Sculptor Career Information
What a Sculptor does
In recent years, some sculptors have incorporated light, sound, and motion into their works.
As a Sculptor, you will use your hands to give shape to your thoughts. Material like stone, wood, clay, plaster of Paris or metals such as bronze will be your resources. Computers, lasers, sound, plastics, fibre and textiles are some other materials you could dabble with. Successful sculptors continually study and learn new techniques, experiment with different materials, keep abreast with world trends and attend art gallery exhibitions.
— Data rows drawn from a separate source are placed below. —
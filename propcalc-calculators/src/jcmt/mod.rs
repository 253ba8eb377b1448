//! Helpers shared by the JCMT calculators.
//!
//! - [`weather`]: the weather band table, opacity matching and the per-band
//!   comparison sweep
//! - [`position`]: source position types, validation and conversion to
//!   zenith angle and airmass
//! - display condensing of stored calculations, below

pub mod position;
pub mod weather;

use propcalc_core::errors::CalcResult;
use propcalc_core::result::Calculation;
use propcalc_core::sectioned_list::SectionSelector;
use propcalc_core::value::{FieldFormat, Value};

use crate::jcmt::position::PositionType;
use crate::jcmt::weather::band_for_tau;

/// Merge value fields with their companion fields for display.
///
/// For each `(value_code, companion_code)` pair present in both the input and
/// the schema of the calculation, the value field becomes the text
/// `"{value} {label}"` where `label` is produced from the companion's value.
/// The companion field and its schema entry are removed.
pub fn condense_merge_values<F>(
    calculation: &mut Calculation,
    pairs: &[(&str, &str)],
    labeler: F,
) -> CalcResult<()>
where
    F: Fn(&str, &Value) -> String,
{
    for &(value_code, companion_code) in pairs {
        let (Some(value), Some(companion)) = (
            calculation.input.get(value_code).cloned(),
            calculation.input.get(companion_code).cloned(),
        ) else {
            continue;
        };
        let Some(field) = calculation.inputs.find_item(|f| f.code == value_code).copied() else {
            continue;
        };
        if calculation
            .inputs
            .find_item(|f| f.code == companion_code)
            .is_none()
        {
            continue;
        }

        let merged = format!(
            "{} {}",
            field.format.render(&value),
            labeler(companion_code, &companion)
        );
        calculation.input.insert(value_code, merged.trim().to_string());
        calculation.input.remove(companion_code);

        calculation.inputs.replace_item_where(
            |f| f.code == value_code,
            |f| Some(f.with_format(FieldFormat::Text).with_unit(None)),
            SectionSelector::All,
            Some(1),
        );
        calculation
            .inputs
            .delete_item_where(|f| f.code == companion_code, SectionSelector::All, Some(1));
    }

    Ok(())
}

/// Remove null input fields, which do not apply to the calculation, from display.
pub fn condense_drop_null(calculation: &mut Calculation) -> CalcResult<()> {
    let null_codes: Vec<String> = calculation
        .input
        .iter()
        .filter(|(_, value)| value.is_null())
        .map(|(code, _)| code.to_string())
        .collect();

    for code in null_codes {
        calculation.input.remove(&code);
        calculation
            .inputs
            .delete_item_where(|f| f.code == code, SectionSelector::All, None);
    }
    Ok(())
}

/// Label for a source position type code.
pub fn position_type_label(_code: &str, value: &Value) -> String {
    match value.as_str().map(PositionType::from_code) {
        Some(Ok(position_type)) => position_type.name().to_lowercase(),
        _ => value.to_string(),
    }
}

/// Replace an opacity which matches a weather band by the band's name.
pub fn condense_tau_band(calculation: &mut Calculation, code: &str) -> CalcResult<()> {
    let Some(tau) = calculation.input.get(code).and_then(Value::as_float) else {
        return Ok(());
    };
    let Some(band) = band_for_tau(tau) else {
        return Ok(());
    };

    calculation.input.insert(code, band.name);
    calculation.inputs.replace_item_where(
        |f| f.code == code,
        |f| Some(f.with_format(FieldFormat::Text).with_unit(None)),
        SectionSelector::All,
        Some(1),
    );
    Ok(())
}
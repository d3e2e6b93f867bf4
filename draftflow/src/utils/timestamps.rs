//! Timestamp helpers.

use chrono::{DateTime, Duration, Utc};

/// Represents a timestamp that can be serialized/deserialized.
pub type Timestamp = DateTime<Utc>;

/// Returns the current UTC time as an ISO 8601 formatted string.
///
/// # Examples
///
/// ```
/// use draftflow::utils::iso_timestamp;
///
/// let ts = iso_timestamp();
/// assert!(ts.contains('T'));
/// assert!(ts.ends_with("+00:00"));
/// ```
#[must_use]
pub fn iso_timestamp() -> String {
    format_iso8601(&Utc::now())
}

/// Returns the current UTC timestamp.
#[must_use]
pub fn now_utc() -> Timestamp {
    Utc::now()
}

/// Formats a timestamp with microsecond precision and an explicit offset.
#[must_use]
pub fn format_iso8601(dt: &Timestamp) -> String {
    dt.format("%Y-%m-%dT%H:%M:%S%.6f+00:00").to_string()
}

/// Milliseconds elapsed since `start`, clamped at zero.
#[must_use]
pub fn elapsed_ms(start: &Timestamp) -> u64 {
    let millis = (Utc::now() - *start).num_milliseconds();
    u64::try_from(millis).unwrap_or(0)
}

/// Returns true when `ts` lies strictly before `now - age`.
#[must_use]
pub fn is_older_than(ts: &Timestamp, age: std::time::Duration, now: &Timestamp) -> bool {
    let Ok(age) = Duration::from_std(age) else {
        return false;
    };
    now.checked_sub_signed(age).is_some_and(|cutoff| *ts < cutoff)
}

#[cfg(test)]
mod tests {
    use super::*;

    #[test]
    fn test_iso_timestamp_format() {
        let ts = iso_timestamp();
        assert!(ts.contains('T'));
        assert!(ts.ends_with("+00:00"));
    }

    #[test]
    fn test_is_older_than() {
        let now = now_utc();
        let old = now - Duration::seconds(120);
        assert!(is_older_than(&old, std::time::Duration::from_secs(60), &now));
        assert!(!is_older_than(&now, std::time::Duration::from_secs(60), &now));
    }

    #[test]
    fn test_elapsed_ms_never_negative() {
        let future = now_utc() + Duration::seconds(10);
        assert_eq!(elapsed_ms(&future), 0);
    }
}
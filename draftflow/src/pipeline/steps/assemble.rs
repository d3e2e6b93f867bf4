//! Assembly: the document draft built from the latest section texts.

use super::literature::Literature;
use super::refine::RefinementReport;
use super::{artifact_data, StepContext};
use crate::core::{ArtifactKind, BuildOutput};
use crate::errors::DraftflowError;
use crate::pipeline::{Outline, SectionSummary};
use crate::utils::{char_len, count_words};
use serde::{Deserialize, Serialize};
use serde_json::json;

/// Which version of a section went into the draft.
#[derive(Debug, Clone, Copy, PartialEq, Eq, Serialize, Deserialize)]
#[serde(rename_all = "snake_case")]
pub enum TextSource {
    /// Output of the editing pass.
    Edited,
    /// Output of the enrichment pass.
    Enriched,
    /// The generated section text.
    Raw,
}

/// One section of the draft.
#[derive(Debug, Clone, PartialEq, Eq, Serialize, Deserialize)]
pub struct SectionDraft {
    /// Section key.
    pub key: String,
    /// Section title.
    pub title: String,
    /// 1-based position.
    pub order: usize,
    /// Markdown body.
    pub content_md: String,
    /// Summary bullets, if summarized.
    #[serde(default)]
    pub summary_bullets: Vec<String>,
    /// Words in the body.
    pub word_count: usize,
    /// Characters in the body.
    pub char_count: usize,
    /// Version used.
    pub source: TextSource,
}

/// The assembled document.
#[derive(Debug, Clone, PartialEq, Eq, Serialize, Deserialize)]
pub struct DocumentDraft {
    /// Document title.
    pub title: String,
    /// Sections in order.
    pub sections: Vec<SectionDraft>,
    /// Numbered reference list.
    #[serde(default)]
    pub bibliography: Vec<String>,
}

impl DocumentDraft {
    /// Total words across sections.
    #[must_use]
    pub fn total_words(&self) -> usize {
        self.sections.iter().map(|s| s.word_count).sum()
    }

    /// Total characters across sections.
    #[must_use]
    pub fn total_chars(&self) -> usize {
        self.sections.iter().map(|s| s.char_count).sum()
    }

    /// Renders the draft as markdown.
    #[must_use]
    pub fn to_markdown(&self) -> String {
        let mut parts = vec![format!("# {}", self.title)];
        for section in &self.sections {
            parts.push(format!("## {}\n\n{}", section.title, section.content_md.trim()));
        }
        if !self.bibliography.is_empty() {
            parts.push(format!("## References\n\n{}", self.bibliography.join("\n")));
        }
        parts.join("\n\n") + "\n"
    }
}

/// Builds the draft. Sections that were never generated are skipped.
pub async fn build(ctx: &StepContext<'_>) -> Result<BuildOutput, DraftflowError> {
    let outline: Outline = artifact_data(&ctx.require(&ArtifactKind::Outline).await?)?;
    let edited: Option<RefinementReport> = ctx.data(&ArtifactKind::DocumentEdited).await?;
    let enriched: Option<RefinementReport> = ctx.data(&ArtifactKind::EnrichmentReport).await?;
    let literature: Option<Literature> = ctx.data(&ArtifactKind::Literature).await?;

    let mut sections = Vec::new();
    for spec in ctx.registry.ordered() {
        let Some(artifact) = ctx.artifact(&ArtifactKind::Section(spec.key.clone())).await? else {
            tracing::warn!(document_id = %ctx.document.id, section = %spec.key, "Section missing from draft");
            continue;
        };
        let hash = artifact.hash.clone().unwrap_or_default();
        let (content, source) = if let Some(text) = edited.as_ref().and_then(|r| r.text_for(&spec.key, &hash)) {
            (text.to_string(), TextSource::Edited)
        } else if let Some(text) = enriched.as_ref().and_then(|r| r.text_for(&spec.key, &hash)) {
            (text.to_string(), TextSource::Enriched)
        } else {
            (artifact.text().unwrap_or_default().to_string(), TextSource::Raw)
        };

        let summary_bullets = ctx
            .data::<SectionSummary>(&ArtifactKind::SectionSummary(spec.key.clone()))
            .await?
            .map(|s| s.points)
            .unwrap_or_default();
        let title = outline
            .section(&spec.key)
            .map_or_else(|| spec.title.clone(), |s| s.title.clone());

        sections.push(SectionDraft {
            key: spec.key.clone(),
            title,
            order: sections.len() + 1,
            word_count: count_words(&content),
            char_count: char_len(&content),
            content_md: content,
            summary_bullets,
            source,
        });
    }
    if sections.is_empty() {
        return Err(DraftflowError::validation("No generated sections to assemble"));
    }

    let draft = DocumentDraft {
        title: if outline.title.trim().is_empty() {
            ctx.document.title.clone()
        } else {
            outline.title.clone()
        },
        sections,
        bibliography: literature.map(|l| l.bibliography()).unwrap_or_default(),
    };

    Ok(BuildOutput::text(draft.to_markdown())
        .with_data(serde_json::to_value(&draft)?)
        .with_meta("section_count", json!(draft.sections.len()))
        .with_meta("total_words", json!(draft.total_words()))
        .with_meta("total_chars", json!(draft.total_chars())))
}
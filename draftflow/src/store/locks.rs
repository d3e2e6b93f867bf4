//! Per-document run locks.
//!
//! Keeps two jobs for the same document from driving the orchestrator at the
//! same time, which is what makes concurrent `ensure` calls for one key
//! impossible. Locks carry a TTL so a crashed holder is eventually reclaimed.

use dashmap::mapref::entry::Entry;
use dashmap::DashMap;
use std::sync::Arc;
use std::time::{Duration, Instant};
use uuid::Uuid;

#[derive(Debug, Clone, Copy)]
struct LockEntry {
    token: Uuid,
    expires_at: Instant,
}

/// Registry of held document locks.
#[derive(Debug, Default, Clone)]
pub struct DocumentLocks {
    held: Arc<DashMap<Uuid, LockEntry>>,
}

/// Releases the lock when dropped.
#[derive(Debug)]
pub struct DocumentLockGuard {
    held: Arc<DashMap<Uuid, LockEntry>>,
    document_id: Uuid,
    token: Uuid,
}

impl DocumentLockGuard {
    /// The locked document.
    #[must_use]
    pub fn document_id(&self) -> Uuid {
        self.document_id
    }
}

impl Drop for DocumentLockGuard {
    fn drop(&mut self) {
        // Only release if the lock was not reclaimed by someone else after expiry.
        self.held
            .remove_if(&self.document_id, |_, entry| entry.token == self.token);
    }
}

impl DocumentLocks {
    /// Creates an empty registry.
    #[must_use]
    pub fn new() -> Self {
        Self::default()
    }

    /// Takes the lock if it is free or expired.
    #[must_use]
    pub fn try_acquire(&self, document_id: Uuid, ttl: Duration) -> Option<DocumentLockGuard> {
        let now = Instant::now();
        let token = Uuid::new_v4();
        let fresh = LockEntry {
            token,
            expires_at: now + ttl,
        };
        match self.held.entry(document_id) {
            Entry::Occupied(mut held) => {
                if held.get().expires_at > now {
                    return None;
                }
                tracing::warn!(document_id = %document_id, "Reclaiming expired document lock");
                held.insert(fresh);
            }
            Entry::Vacant(slot) => {
                slot.insert(fresh);
            }
        }
        Some(DocumentLockGuard {
            held: self.held.clone(),
            document_id,
            token,
        })
    }

    /// Polls for the lock until `timeout` elapses.
    pub async fn acquire(
        &self,
        document_id: Uuid,
        ttl: Duration,
        timeout: Duration,
        poll_interval: Duration,
    ) -> Option<DocumentLockGuard> {
        let deadline = Instant::now() + timeout;
        loop {
            if let Some(guard) = self.try_acquire(document_id, ttl) {
                return Some(guard);
            }
            if Instant::now() >= deadline {
                return None;
            }
            tokio::time::sleep(poll_interval).await;
        }
    }

    /// Returns true if a live lock is held for the document.
    #[must_use]
    pub fn is_locked(&self, document_id: Uuid) -> bool {
        self.held
            .get(&document_id)
            .is_some_and(|entry| entry.expires_at > Instant::now())
    }
}

#[cfg(test)]
mod tests {
    use super::*;

    #[test]
    fn test_lock_is_exclusive_until_dropped() {
        let locks = DocumentLocks::new();
        let doc = Uuid::new_v4();

        let guard = locks.try_acquire(doc, Duration::from_secs(60)).unwrap();
        assert!(locks.is_locked(doc));
        assert!(locks.try_acquire(doc, Duration::from_secs(60)).is_none());

        drop(guard);
        assert!(!locks.is_locked(doc));
        assert!(locks.try_acquire(doc, Duration::from_secs(60)).is_some());
    }

    #[test]
    fn test_expired_lock_is_reclaimed() {
        let locks = DocumentLocks::new();
        let doc = Uuid::new_v4();

        let stale = locks.try_acquire(doc, Duration::ZERO).unwrap();
        let fresh = locks.try_acquire(doc, Duration::from_secs(60)).unwrap();

        // Dropping the stale guard must not release the new holder.
        drop(stale);
        assert!(locks.is_locked(doc));
        drop(fresh);
        assert!(!locks.is_locked(doc));
    }

    #[tokio::test]
    async fn test_acquire_waits_for_release() {
        let locks = DocumentLocks::new();
        let doc = Uuid::new_v4();
        let guard = locks.try_acquire(doc, Duration::from_secs(60)).unwrap();

        let waiter = {
            let locks = locks.clone();
            tokio::spawn(async move {
                locks
                    .acquire(doc, Duration::from_secs(60), Duration::from_secs(2), Duration::from_millis(5))
                    .await
                    .is_some()
            })
        };
        tokio::time::sleep(Duration::from_millis(20)).await;
        drop(guard);

        assert!(waiter.await.unwrap());
    }

    #[test]
    fn test_acquire_times_out() {
        let locks = DocumentLocks::new();
        let doc = Uuid::new_v4();
        let _guard = locks.try_acquire(doc, Duration::from_secs(60)).unwrap();

        let result = tokio_test::block_on(locks.acquire(
            doc,
            Duration::from_secs(60),
            Duration::from_millis(20),
            Duration::from_millis(5),
        ));
        assert!(result.is_none());
    }
}
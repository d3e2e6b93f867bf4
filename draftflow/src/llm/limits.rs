use crate::errors::GenerationError;

/// Rejects requests whose combined prompt exceeds `max_chars` characters.
pub fn check_input_limits(system: &str, user: &str, max_chars: usize) -> Result<(), GenerationError> {
    let actual = system.chars().count() + user.chars().count();
    if actual > max_chars {
        return Err(GenerationError::InputTooLarge {
            actual,
            limit: max_chars,
        });
    }
    Ok(())
}

#[cfg(test)]
mod tests {
    use super::*;

    #[test]
    fn test_within_limit() {
        assert!(check_input_limits("abc", "de", 5).is_ok());
    }

    #[test]
    fn test_over_limit() {
        let err = check_input_limits("abc", "def", 5).unwrap_err();
        assert_eq!(err, GenerationError::InputTooLarge { actual: 6, limit: 5 });
    }
}
//! The generation client: provider contract, fingerprinting, retry and the
//! call deduplicator.

mod cost;
mod dedup;
mod fingerprint;
#[cfg(feature = "http-provider")]
mod http;
mod limits;
mod provider;
mod response;
mod retry;

pub use cost::{estimate_cost, pricing_for, ModelPricing};
pub use dedup::{CallDeduplicator, CallMeta, CallParams, CallRequest, CallResult, DedupSettings};
pub use fingerprint::{call_fingerprint, normalize_params, schema_hash};
#[cfg(feature = "http-provider")]
pub use http::HttpProvider;
pub use limits::check_input_limits;
pub use provider::{GenerationProvider, GenerationRequest, ProviderResponse};
pub use response::{clean_json_response, parse_json_response, validate_schema};
pub use retry::{with_retry, RetryDecision, RetryPolicy};
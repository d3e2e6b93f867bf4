//! In-memory repositories.

use super::{ArtifactRepository, CallRepository, InsertOutcome};
use crate::core::{Artifact, ArtifactStatus, CallRecord, CallStatus};
use crate::errors::StoreError;
use crate::utils::{now_utc, Timestamp};
use async_trait::async_trait;
use dashmap::mapref::entry::Entry;
use dashmap::DashMap;
use parking_lot::RwLock;
use std::sync::Arc;
use uuid::Uuid;

/// In-memory artifact repository. Rows are kept in insertion order, which is
/// also creation order.
#[derive(Debug, Default, Clone)]
pub struct InMemoryArtifactRepository {
    rows: Arc<RwLock<Vec<Artifact>>>,
}

impl InMemoryArtifactRepository {
    /// Creates a new empty repository.
    #[must_use]
    pub fn new() -> Self {
        Self::default()
    }

    /// Returns the number of rows.
    #[must_use]
    pub fn len(&self) -> usize {
        self.rows.read().len()
    }

    /// Returns true if there are no rows.
    #[must_use]
    pub fn is_empty(&self) -> bool {
        self.rows.read().is_empty()
    }

    /// Number of rows with the given status.
    #[must_use]
    pub fn count_status(&self, status: ArtifactStatus) -> usize {
        self.rows.read().iter().filter(|a| a.status == status).count()
    }

    /// Snapshot of all rows.
    #[must_use]
    pub fn snapshot(&self) -> Vec<Artifact> {
        self.rows.read().clone()
    }
}

#[async_trait]
impl ArtifactRepository for InMemoryArtifactRepository {
    async fn insert(&self, artifact: Artifact) -> Result<(), StoreError> {
        let mut rows = self.rows.write();
        if rows.iter().any(|a| a.id == artifact.id) {
            return Err(StoreError::Conflict(artifact.id.to_string()));
        }
        rows.push(artifact);
        Ok(())
    }

    async fn complete(&self, artifact: Artifact) -> Result<bool, StoreError> {
        let mut rows = self.rows.write();
        let row = rows
            .iter_mut()
            .find(|a| a.id == artifact.id)
            .ok_or_else(|| StoreError::NotFound(artifact.id.to_string()))?;
        if row.status != ArtifactStatus::Running {
            return Ok(false);
        }
        *row = artifact;
        Ok(true)
    }

    async fn get(&self, id: Uuid) -> Result<Option<Artifact>, StoreError> {
        Ok(self.rows.read().iter().find(|a| a.id == id).cloned())
    }

    async fn latest_success(
        &self,
        owner_id: Uuid,
        kind: &str,
    ) -> Result<Option<Artifact>, StoreError> {
        Ok(self
            .rows
            .read()
            .iter()
            .rev()
            .find(|a| a.owner_id == owner_id && a.kind == kind && a.is_authoritative())
            .cloned())
    }

    async fn list(&self, owner_id: Uuid) -> Result<Vec<Artifact>, StoreError> {
        Ok(self
            .rows
            .read()
            .iter()
            .filter(|a| a.owner_id == owner_id)
            .cloned()
            .collect())
    }

    async fn invalidate(&self, owner_id: Uuid, kinds: &[String]) -> Result<Vec<Uuid>, StoreError> {
        let now = now_utc();
        let mut flagged = Vec::new();
        for row in self.rows.write().iter_mut() {
            if row.owner_id == owner_id && kinds.contains(&row.kind) && row.is_authoritative() {
                row.invalidated_at = Some(now);
                flagged.push(row.id);
            }
        }
        Ok(flagged)
    }

    async fn running_before(&self, owner_id: Uuid, cutoff: Timestamp) -> Result<Vec<Artifact>, StoreError> {
        Ok(self
            .rows
            .read()
            .iter()
            .filter(|a| a.owner_id == owner_id && a.status == ArtifactStatus::Running && a.updated_at < cutoff)
            .cloned()
            .collect())
    }
}

/// In-memory call repository. The map entry API provides the atomic
/// insert-or-detect-conflict the deduplicator relies on.
#[derive(Debug, Default, Clone)]
pub struct InMemoryCallRepository {
    records: Arc<DashMap<String, CallRecord>>,
}

impl InMemoryCallRepository {
    /// Creates a new empty repository.
    #[must_use]
    pub fn new() -> Self {
        Self::default()
    }

    /// Returns the number of records.
    #[must_use]
    pub fn len(&self) -> usize {
        self.records.len()
    }

    /// Returns true if there are no records.
    #[must_use]
    pub fn is_empty(&self) -> bool {
        self.records.is_empty()
    }
}

#[async_trait]
impl CallRepository for InMemoryCallRepository {
    async fn insert_if_absent(&self, record: CallRecord) -> Result<InsertOutcome, StoreError> {
        match self.records.entry(record.fingerprint.clone()) {
            Entry::Occupied(existing) => Ok(InsertOutcome::Conflict(existing.get().clone())),
            Entry::Vacant(slot) => {
                slot.insert(record);
                Ok(InsertOutcome::Inserted)
            }
        }
    }

    async fn get(&self, fingerprint: &str) -> Result<Option<CallRecord>, StoreError> {
        Ok(self.records.get(fingerprint).map(|r| r.clone()))
    }

    async fn update(&self, record: CallRecord) -> Result<(), StoreError> {
        self.records.insert(record.fingerprint.clone(), record);
        Ok(())
    }

    async fn reclaim(
        &self,
        fingerprint: &str,
        seen_status: CallStatus,
        seen_updated_at: Timestamp,
    ) -> Result<bool, StoreError> {
        let Some(mut record) = self.records.get_mut(fingerprint) else {
            return Ok(false);
        };
        if record.status != seen_status || record.updated_at != seen_updated_at {
            return Ok(false);
        }
        record.status = CallStatus::InProgress;
        record.error = None;
        record.updated_at = now_utc();
        Ok(true)
    }
}

#[cfg(test)]
mod tests {
    use super::*;
    use crate::utils::generate_uuid;

    fn success(owner: Uuid, kind: &str) -> Artifact {
        let mut artifact = Artifact::running(owner, kind);
        artifact.status = ArtifactStatus::Success;
        artifact
    }

    #[tokio::test]
    async fn test_latest_success_prefers_newest() {
        let repo = InMemoryArtifactRepository::new();
        let owner = generate_uuid();
        let first = success(owner, "toc:v1");
        let second = success(owner, "toc:v1");
        repo.insert(first).await.unwrap();
        repo.insert(second.clone()).await.unwrap();
        repo.insert(Artifact::running(owner, "toc:v1")).await.unwrap();

        let latest = repo.latest_success(owner, "toc:v1").await.unwrap().unwrap();
        assert_eq!(latest.id, second.id);
    }

    #[tokio::test]
    async fn test_latest_success_scoped_by_owner_and_kind() {
        let repo = InMemoryArtifactRepository::new();
        let owner = generate_uuid();
        repo.insert(success(generate_uuid(), "toc:v1")).await.unwrap();
        repo.insert(success(owner, "outline:v1")).await.unwrap();

        assert!(repo.latest_success(owner, "toc:v1").await.unwrap().is_none());
    }

    #[tokio::test]
    async fn test_invalidate_flags_only_authoritative_rows() {
        let repo = InMemoryArtifactRepository::new();
        let owner = generate_uuid();
        let draft = success(owner, "document_draft:v1");
        repo.insert(draft.clone()).await.unwrap();
        repo.insert(Artifact::running(owner, "document_draft:v1")).await.unwrap();
        repo.insert(success(owner, "outline:v1")).await.unwrap();

        let flagged = repo
            .invalidate(owner, &["document_draft:v1".to_string()])
            .await
            .unwrap();

        assert_eq!(flagged, vec![draft.id]);
        assert!(repo.latest_success(owner, "document_draft:v1").await.unwrap().is_none());
        assert!(repo.latest_success(owner, "outline:v1").await.unwrap().is_some());
    }

    #[tokio::test]
    async fn test_complete_missing_row_fails() {
        let repo = InMemoryArtifactRepository::new();
        let err = repo
            .complete(Artifact::running(generate_uuid(), "toc:v1"))
            .await
            .unwrap_err();
        assert!(matches!(err, StoreError::NotFound(_)));
    }

    #[tokio::test]
    async fn test_complete_only_finishes_running_rows() {
        let repo = InMemoryArtifactRepository::new();
        let row = Artifact::running(generate_uuid(), "toc:v1");
        repo.insert(row.clone()).await.unwrap();

        let mut failed = row.clone();
        failed.status = ArtifactStatus::Failed;
        assert!(repo.complete(failed).await.unwrap());

        let mut late = row;
        late.status = ArtifactStatus::Success;
        assert!(!repo.complete(late).await.unwrap());
        assert_eq!(repo.count_status(ArtifactStatus::Failed), 1);
        assert_eq!(repo.count_status(ArtifactStatus::Success), 0);
    }

    #[tokio::test]
    async fn test_duplicate_insert_conflicts() {
        let repo = InMemoryArtifactRepository::new();
        let row = Artifact::running(generate_uuid(), "toc:v1");
        repo.insert(row.clone()).await.unwrap();
        let err = repo.insert(row).await.unwrap_err();
        assert!(matches!(err, StoreError::Conflict(_)));
        assert_eq!(repo.len(), 1);
    }

    #[tokio::test]
    async fn test_insert_if_absent_conflicts() {
        let repo = InMemoryCallRepository::new();
        let outcome = repo
            .insert_if_absent(CallRecord::in_progress("fp", "m"))
            .await
            .unwrap();
        assert_eq!(outcome, InsertOutcome::Inserted);

        let outcome = repo
            .insert_if_absent(CallRecord::in_progress("fp", "m"))
            .await
            .unwrap();
        assert!(matches!(outcome, InsertOutcome::Conflict(r) if r.fingerprint == "fp"));
        assert_eq!(repo.len(), 1);
    }

    #[tokio::test]
    async fn test_reclaim_is_compare_and_update() {
        let repo = InMemoryCallRepository::new();
        let record = CallRecord::in_progress("fp", "m").failed("boom");
        let seen = record.updated_at;
        repo.update(record).await.unwrap();

        assert!(repo.reclaim("fp", CallStatus::Failed, seen).await.unwrap());
        // The second reclaim observed a stale view and must lose.
        assert!(!repo.reclaim("fp", CallStatus::Failed, seen).await.unwrap());

        let current = repo.get("fp").await.unwrap().unwrap();
        assert_eq!(current.status, CallStatus::InProgress);
        assert!(current.error.is_none());
    }

    #[tokio::test]
    async fn test_reclaim_missing_record() {
        let repo = InMemoryCallRepository::new();
        assert!(!repo.reclaim("nope", CallStatus::Failed, now_utc()).await.unwrap());
    }
}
As a Sculptor, you could also take up pottery and create designer pots. You'll keep yourself busy with throwing, glazing and firing pots. Many potters consider pottery as more of a lifestyle than a career even though they may have their wares located across the nation in speciality shops or art studios.
As a sculptor, you could design themes for world-wide events, seasons, specific promotions or a particular message. Sculpting is not a career, which can be taken up off-hand. It is an art that has more to do with in-born talent.
Initially in the beginning you will have to assist a well known sculptor. After some year's experience you can branch out on your own. As a Sculptor, you can also work as an art critic. Art and culture is getting increasing attention in the media these days. As a Sculptor, you could even write features and articles for newspapers and magazines. As a Sculptor, you can also earn money by being a freelancer. But remember only a small number of artists can make a living by sculpting alone. So you might have to find an alternative source of income.
The methods and mediums of art may change, but the intention has remained the same: To reinvent, to communicate in a new and fascinating way. In the future, the role that art plays will not change drastically, but painting, photography, sketching, sculpting, metalworking, and many other mediums will be joined by computer art.
This is an industry where your reputation counts a lot. You need to produce work that creates hype and buzz in the artistic community. Your contacts in the advertising business and art dealers should get you steady amount of work. Be prepared for a lot of frustration though. You may not always get what you want.
Abilities & Traits Required
The most essential traits in this field are:
• A strong desire to express your feelings in art form
• An eye for form
• Ability to utilise colours
History is rife with examples of self-schooled artists with no formal educational training who are both brilliant and innovative; unfortunately, history is also rife with examples of starving artists, dying in obscurity. Formal educational training in this field is becoming the norm.
You can go for a Bachelor in Fine Arts (BFA). It is a four-year degree program segmented into two courses, namely Foundation course (1 year) and specialisation course (3 years). Further professional study can be pursued through a Masters in Fine Arts (MFA) programme usually spanning over two years. Eligibility for joining BFA is HSC. Diploma in Fine Arts is another option for you.
Though this profession doesn't pay too well the reason why people choose to join the unremunerative and very selective fine arts--is because they love what they do.
Initially you'll have to start your career by presenting your works to people for free! You could exhibit your work in a gallery and earn anything between Rs 5000 - 9000 on an individual piece of work.
Gradually, this could move on to the 10000 - 30000 bracket. Once your work is recognized then an individual piece could cost up to Rs 2 Lakh or more. Good, no?